Kolumne zum Tag

Schüchternes Plädoyer für das "Sowohl als auch"

Was, wenn die Welt nicht nur aus Schwarz und Weiß, Richtig und Falsch, Gut und Böse, null und eins bestünde?

Was wäre, wenn wir alle auf der falschen Spur wären? Wir, also all diejenigen, die sich animiert fühlen, einen Standpunkt zu diesem oder jenem einzunehmen, weil sie jene Sicherheit sich erhoffen, die ihnen so ein fester Fleck im wirren Treiben der Welt zu verschaffen verheißt. Hier steht man dann und kann nicht anders denken über Klimawandel, Corona, die jungen Leute von heute, Staatsfinanzen, den Feminismus und sonst noch ganze Wälder von Reibebäumen.

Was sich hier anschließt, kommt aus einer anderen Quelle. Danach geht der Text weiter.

//! CSV source reading.
//!
//! The first row is the header and must contain every declared field name;
//! records map to the schema by header position. Cells are kept as text —
//! coercion is the transform step's job — except that numeric-looking cells
//! of numeric-declared fields arrive already typed.

use std::fs::File;
use std::io::BufReader;
use std::path::Path;

use csv::ReaderBuilder;

use etl_model::{FieldType, Record, RecordSet, Schema, Value};

use crate::error::{IngestError, Result, open_error};
use crate::format::SourceFormat;

/// Reads one CSV file into a record set with the job's schema.
pub fn read_csv_records(path: &Path, schema: &Schema) -> Result<RecordSet> {
    let file = File::open(path).map_err(|e| open_error(path, e))?;
    let mut reader = ReaderBuilder::new()
        .has_headers(true)
        .trim(csv::Trim::All)
        .from_reader(BufReader::new(file));

    let headers = reader
        .headers()
        .map_err(|e| parse_error(path, &e))?
        .clone();

    // Header position of each declared field, in schema order.
    let mut indices = Vec::with_capacity(schema.len());
    for field in schema.fields() {
        let index = headers
            .iter()
            .position(|h| h.trim_start_matches('\u{feff}') == field.name)
            .ok_or_else(|| IngestError::MissingField {
                path: path.to_path_buf(),
                field: field.name.clone(),
            })?;
        indices.push(index);
    }

    let mut set = RecordSet::new(schema.clone());
    for row_result in reader.records() {
        let row = row_result.map_err(|e| parse_error(path, &e))?;
        let mut values = Vec::with_capacity(indices.len());
        for (field, &index) in schema.fields().iter().zip(&indices) {
            let raw = row.get(index).unwrap_or("");
            values.push(cell_value(raw, field.field_type));
        }
        set.push(Record::new(values));
    }

    tracing::debug!(path = %path.display(), rows = set.len(), "csv file read");
    Ok(set)
}

fn parse_error(path: &Path, error: &csv::Error) -> IngestError {
    IngestError::Parse {
        path: path.to_path_buf(),
        format: SourceFormat::Csv,
        message: error.to_string(),
    }
}

/// Type a raw CSV cell. Empty cells are the missing-value marker.
fn cell_value(raw: &str, field_type: FieldType) -> Value {
    if raw.is_empty() {
        return Value::Null;
    }
    match field_type {
        FieldType::Int => match raw.parse::<i64>() {
            Ok(v) => Value::Int(v),
            Err(_) => Value::Str(raw.to_string()),
        },
        FieldType::Float => match raw.parse::<f64>() {
            Ok(v) => Value::Float(v),
            Err(_) => Value::Str(raw.to_string()),
        },
        FieldType::Str => Value::Str(raw.to_string()),
    }
}
//! Core data model for batch ETL jobs.
//!
//! A job reads rows from heterogeneous flat-file sources into a single
//! [`RecordSet`], transforms it in place, and hands it to one or more sinks.
//! Every record in a set shares one [`Schema`], fixed at configuration time.

mod record;
mod schema;
mod value;

pub use record::{Record, RecordSet};
pub use schema::{Field, FieldType, Schema};
pub use value::{Value, format_value};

Aber, noch einmal: Was, wenn die Welt nicht nur als Schwarz und Weiß, Richtig und Falsch, Gut und Böse, null und eins bestünde? Ich dachte mir das neulich zu zwei Anlässen. Zuerst verstrickten wir uns im Urlaub mit unserer langjährigen korsischen Vermieterin in eine Debatte über den mangelnden Respekt des Pariser Machtzentrums für die Regionen. Die Gironde hätte über die Jakobiner siegen müssen, klagte sie, dann wäre Frankreich ein glücklicherer Ort. Eifrig nickte ich. Doch als sie begann, Präsident Macron als Handpuppe der Banken zu denunzieren, musste ich zart widersprechen: Der repräsentiert das abgehobene Pariser Establishment auf bisweilen ziemlich ungute Weise, ein Werkzeug verborgener Mächte ist er aber ziemlich sicher nicht.

Ein bisschen später stieß ich auf einen sehr interessanten Bericht einer Journalistin der Nachrichtenagentur Agence-France Presse. Sie volontierte im vorigen Jahr in einer, wie man so sagt, Problemschule. Viele der Schüler lehnten das Recht auf Blasphemie ab, und befürworteten Strafen für Gotteslästerer. Doch es gelang ihr, die erhitzte Debatte abzukühlen, mit dem einleuchtenden Argument: man kann sich als Muslim durch eine Mohammed-Karikatur beleidigt fühlen – und gleichzeitig das Recht auf Blasphemie akzeptieren. Natürlich hat sich unter ihren Schülern nicht spontan Frieden, Freude und Eierkuchen verbreitet wie in Lessings Ringparabel. Aber zumindest haben sie gelernt, dass man die Dinge auch anders sehen kann. Das zu beherzigen würde uns allen gut tun.